use std::sync::Arc;

use serde::Serialize;

use crate::error::{PlannerError, Result};
use crate::models::meal::{MealItem, MealSlot};
use crate::planner::GoalProfile;

/// Number of days in a schedule.
pub const DAYS_PER_WEEK: usize = 7;

/// One day of meals: an item for every slot.
///
/// A day that could not be fully populated is represented by `None` in
/// the owning [`WeeklySchedule`], never by a partial `DayPlan`.
#[derive(Debug, Clone, PartialEq)]
pub struct DayPlan {
    breakfast: Arc<MealItem>,
    lunch: Arc<MealItem>,
    dinner: Arc<MealItem>,
}

impl DayPlan {
    /// Assemble a day, checking every item sits in its own slot.
    pub fn new(
        breakfast: Arc<MealItem>,
        lunch: Arc<MealItem>,
        dinner: Arc<MealItem>,
    ) -> Result<Self> {
        for (item, slot) in [
            (&breakfast, MealSlot::Breakfast),
            (&lunch, MealSlot::Lunch),
            (&dinner, MealSlot::Dinner),
        ] {
            if item.slot != slot {
                return Err(PlannerError::InvalidInput(format!(
                    "{} is a {} item, not {}",
                    item.name, item.slot, slot
                )));
            }
        }

        Ok(Self {
            breakfast,
            lunch,
            dinner,
        })
    }

    pub fn meal(&self, slot: MealSlot) -> &MealItem {
        match slot {
            MealSlot::Breakfast => &self.breakfast,
            MealSlot::Lunch => &self.lunch,
            MealSlot::Dinner => &self.dinner,
        }
    }

    /// Meals in serving order.
    pub fn meals(&self) -> [&MealItem; 3] {
        [&self.breakfast, &self.lunch, &self.dinner]
    }

    pub fn cost(&self) -> f64 {
        self.meals().iter().map(|m| m.price).sum()
    }

    pub fn calories(&self) -> f64 {
        self.meals().iter().map(|m| m.calories).sum()
    }
}

/// Scores cached on a schedule by the fitness evaluator.
#[derive(Debug, Clone, Copy, PartialEq, Serialize)]
pub struct Evaluation {
    /// Signed ranking score, higher is better.
    pub fitness: f64,
    /// Accuracy percent in `[0, 100]`.
    pub accuracy: f64,
    pub total_cost: f64,
    pub total_calories: f64,
}

/// A candidate week: the unit of selection, crossover and mutation.
#[derive(Debug, Clone, PartialEq)]
pub struct WeeklySchedule {
    days: [Option<DayPlan>; DAYS_PER_WEEK],
    goal: GoalProfile,
    evaluation: Option<Evaluation>,
}

impl WeeklySchedule {
    /// Wrap a pre-built week. The schedule starts unevaluated.
    pub fn from_days(days: [Option<DayPlan>; DAYS_PER_WEEK], goal: GoalProfile) -> Self {
        Self {
            days,
            goal,
            evaluation: None,
        }
    }

    pub fn days(&self) -> &[Option<DayPlan>; DAYS_PER_WEEK] {
        &self.days
    }

    pub fn day(&self, index: usize) -> Option<&DayPlan> {
        self.days.get(index).and_then(Option::as_ref)
    }

    pub fn goal(&self) -> GoalProfile {
        self.goal
    }

    /// All seven days, or `None` if any day is invalid.
    pub fn complete_days(&self) -> Option<Vec<&DayPlan>> {
        self.days.iter().map(Option::as_ref).collect()
    }

    pub fn is_complete(&self) -> bool {
        self.days.iter().all(Option::is_some)
    }

    /// Replace one day. Cached scores are dropped.
    pub fn replace_day(&mut self, index: usize, day: Option<DayPlan>) {
        if let Some(slot) = self.days.get_mut(index) {
            *slot = day;
            self.evaluation = None;
        }
    }

    pub fn evaluation(&self) -> Option<Evaluation> {
        self.evaluation
    }

    pub(crate) fn set_evaluation(&mut self, evaluation: Evaluation) {
        self.evaluation = Some(evaluation);
    }

    /// Cached fitness; unevaluated schedules rank below everything.
    pub fn fitness(&self) -> f64 {
        self.evaluation
            .map(|e| e.fitness)
            .unwrap_or(f64::NEG_INFINITY)
    }

    /// Cached accuracy percent, 0 when unevaluated.
    pub fn accuracy(&self) -> f64 {
        self.evaluation.map(|e| e.accuracy).unwrap_or(0.0)
    }
}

-*-

- Task to carry out:
Return every line of the records in which the word "Serialize" is found.

- Worked solution:
use serde::Serialize;
#[derive(Debug, Clone, Copy, PartialEq, Serialize)]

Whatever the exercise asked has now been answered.